Thread: Internal design of MERGE, with Rules

Internal design of MERGE, with Rules

From
Simon Riggs
Date:
MERGE looks like it may need some new infrastructure to support it,
depending upon the implementation route. Guidance and discussion
requested from main hackers, if possible.

This is a separate post because there's no further discussion here on
the external behaviour of MERGE, or its concurrency/locking.

Assumptions
-----------

* MERGE must be a parameterisable, preparable command. The parameters
might be anywhere in the statement i.e. in the USING clause, or in the
action statements, or both.

* MERGE must work like any other statement, e.g. multi-statement
requests must work also e.g. UPDATE...; MERGE ... ;INSERT ...

* MERGE works on tables only, not views. PostgreSQL doesn't support
updateable views, so this isn't a problem to solve as part of this
implementation.

* MERGE contains possibly multiple INSERTs, UPDATEs and DELETEs, each of
which can invoke a rule to generate even more commands. 

* We would not add MERGE to the list of possible events that invoke a
Rule. (The data changing events would remain as INSERT, UPDATE, DELETE).
However, a MERGE statement might be used *within* a Rule, giving a tree
of plans rather than a single plan or a list of plans. (I can't see any
way or any reason to say "no allowed" to that...)

Implications
------------

To fully support prepared queries, MERGE needs to be a "query" not a
utility command as I had originally envisaged. MERGE internally consists
of one driving query that is always executed in full to retrieve all
tuples generated, plus a number of other queries that may or may not get
executed according to the evaluation of the WHEN clauses.

Rule re-writing happens at the plan level. That means we need to
recognise MERGE as being a new form of query: a query that has multiple
other optional queries buried within it, each of which can be
independently re-written.
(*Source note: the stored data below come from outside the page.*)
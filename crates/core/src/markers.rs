//! Extraction of structured facts from playbook output.
//!
//! Playbooks print marker tokens, usually inside an ansible `"msg"` field:
//!
//! ```text
//! PYTHON_VERSION <version>
//! VIRTUAL_ENV <name>
//! INSTALLED <name> <version>
//! ```
//!
//! A [`PostProcessor`] is chosen per request kind, fed every output line,
//! and finally turned into an [`ExtractedInfo`]. Lines without a marker and
//! malformed markers are skipped.

use std::sync::LazyLock;

use regex::Regex;

use crate::request::RequestKind;

static PYTHON_VERSION_RE: LazyLock<Regex> =
    LazyLock::new(|| Regex::new(r"\bPYTHON_VERSION\s+(\S+)").expect("valid regex"));

static VIRTUAL_ENV_RE: LazyLock<Regex> =
    LazyLock::new(|| Regex::new(r"\bVIRTUAL_ENV\s+(\S+)").expect("valid regex"));

static INSTALLED_RE: LazyLock<Regex> =
    LazyLock::new(|| Regex::new(r"\bINSTALLED\s+(\S+)\s+(\S+)").expect("valid regex"));

/// A library reported by an `INSTALLED` marker.
#[derive(Debug, Clone, PartialEq, Eq, Hash)]
pub struct InstalledLibraryInfo {
    pub name: String,
    pub version: String,
}

/// Facts gathered from one run's output.
#[derive(Debug, Clone, PartialEq, Eq)]
pub enum ExtractedInfo {
    Initialization { python_version: Option<String> },
    InstalledLibraries { libraries: Vec<InstalledLibraryInfo> },
    VirtualEnvironments { names: Vec<String> },
    Null,
}

/// Per-kind line consumer accumulating [`ExtractedInfo`].
#[derive(Debug, Clone)]
pub enum PostProcessor {
    Initialization { python_version: Option<String> },
    InstalledLibraries { libraries: Vec<InstalledLibraryInfo> },
    VirtualEnvironments { names: Vec<String> },
    Null,
}

impl PostProcessor {
    pub fn for_kind(kind: RequestKind) -> Self {
        match kind {
            RequestKind::Initialize => PostProcessor::Initialization {
                python_version: None,
            },
            RequestKind::Synchronize | RequestKind::FindInstalledLibraries => {
                PostProcessor::InstalledLibraries {
                    libraries: Vec::new(),
                }
            }
            RequestKind::FindVirtualEnvs => PostProcessor::VirtualEnvironments { names: Vec::new() },
            RequestKind::DeleteVirtualEnv | RequestKind::Delete => PostProcessor::Null,
        }
    }

    pub fn post_process_line(&mut self, line: &str) {
        match self {
            PostProcessor::Initialization { python_version } => {
                if let Some(version) = capture(&PYTHON_VERSION_RE, line, 1) {
                    *python_version = Some(version);
                }
            }
            PostProcessor::InstalledLibraries { libraries } => {
                if let Some(library) = parse_installed(line) {
                    libraries.push(library);
                }
            }
            PostProcessor::VirtualEnvironments { names } => {
                if let Some(name) = capture(&VIRTUAL_ENV_RE, line, 1) {
                    names.push(name);
                }
            }
            PostProcessor::Null => {}
        }
    }

    pub fn into_extracted(self) -> ExtractedInfo {
        match self {
            PostProcessor::Initialization { python_version } => {
                ExtractedInfo::Initialization { python_version }
            }
            PostProcessor::InstalledLibraries { libraries } => {
                ExtractedInfo::InstalledLibraries { libraries }
            }
            PostProcessor::VirtualEnvironments { names } => {
                ExtractedInfo::VirtualEnvironments { names }
            }
            PostProcessor::Null => ExtractedInfo::Null,
        }
    }
}

fn parse_installed(line: &str) -> Option<InstalledLibraryInfo> {
    let caps = INSTALLED_RE.captures(line)?;
    let name = clean_token(caps.get(1)?.as_str())?;
    let version = clean_token(caps.get(2)?.as_str())?;
    Some(InstalledLibraryInfo { name, version })
}

fn capture(re: &Regex, line: &str, group: usize) -> Option<String> {
    let caps = re.captures(line)?;
    clean_token(caps.get(group)?.as_str())
}

/// Strip the quoting and separators ansible wraps around `msg` values.
fn clean_token(token: &str) -> Option<String> {
    let cleaned = token.trim_matches(|c| matches!(c, '"' | '\'' | ','));
    (!cleaned.is_empty()).then(|| cleaned.to_string())
}

// ---------------------------------------------------------------------------
// Tests
// ---------------------------------------------------------------------------
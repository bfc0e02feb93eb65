//! Request entity model and DTOs.

use drover_core::error::CoreError;
use drover_core::request::{RequestKind, RequestPayload, RequestState};
use drover_core::types::{DbId, PublicId, Timestamp};
use serde::{Deserialize, Serialize};
use sqlx::FromRow;

/// A row from the `requests` table.
#[derive(Debug, Clone, FromRow, Serialize)]
pub struct Request {
    pub id: DbId,
    pub uuid: PublicId,
    pub target_id: DbId,
    /// Virtual environment the request is limited to; `None` for
    /// whole-target kinds.
    pub scope_name: Option<String>,
    pub kind: String,
    pub state_id: i16,
    pub output: String,
    pub payload: serde_json::Value,
    pub parent_request_id: Option<DbId>,
    pub triggered_at: Option<Timestamp>,
    pub created_at: Timestamp,
    pub updated_at: Timestamp,
}

impl Request {
    pub fn kind(&self) -> Result<RequestKind, CoreError> {
        self.kind.parse()
    }

    pub fn state(&self) -> Result<RequestState, CoreError> {
        RequestState::from_id(self.state_id).ok_or_else(|| {
            CoreError::Internal(format!(
                "Request {} has unknown state id {}",
                self.id, self.state_id
            ))
        })
    }

    /// Typed payload for this request's kind.
    pub fn parsed_payload(&self) -> Result<RequestPayload, CoreError> {
        RequestPayload::parse(self.kind()?, &self.payload)
    }

    pub fn scope(&self) -> Option<&str> {
        self.scope_name.as_deref()
    }
}

/// DTO for creating a pending request.
#[derive(Debug, Clone, PartialEq, Deserialize)]
pub struct CreateRequest {
    pub target_id: DbId,
    pub kind: RequestKind,
    pub scope_name: Option<String>,
    #[serde(default)]
    pub payload: serde_json::Value,
    #[serde(default)]
    pub parent_request_id: Option<DbId>,
}

/// Query parameters for listing requests.
#[derive(Debug, Default, Deserialize)]
pub struct RequestListQuery {
    pub target_id: Option<DbId>,
    pub state_id: Option<i16>,
    /// Maximum number of results. Defaults to 50, capped at 100.
    pub limit: Option<i64>,
    /// Number of results to skip. Defaults to 0.
    pub offset: Option<i64>,
}
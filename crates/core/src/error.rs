use crate::types::DbId;

#[derive(Debug, thiserror::Error)]
pub enum CoreError {
    #[error("Entity not found: {entity} with id {id}")]
    NotFound { entity: &'static str, id: DbId },

    #[error("Validation failed: {0}")]
    Validation(String),

    #[error("Conflict: {0}")]
    Conflict(String),

    #[error("Internal error: {0}")]
    Internal(String),
}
Only by doing that can we apply the rules
correctly to the various parts of MERGE.

That means we probably need to introduce new infrastructure in the tcop
or executor modules to handle queries-within-queries. This isn't
special-casing MERGE so much as introducing infrastructure for a new
class of query, such as MERGE, REPLACE, INSERT ELSE UPDATE. (Merge
itself does cover almost all cases of this type of query, but we'd be
able to fairly easily support all of the different syntax).

MERGE would then be represented by a query that has many "side
queries" (so called so we don't confused calling them sub-queries). Each
side query can be rewritten into a list of queries. Any of those queries
could be a MERGE itself, so we might make each Query a tree of Queries.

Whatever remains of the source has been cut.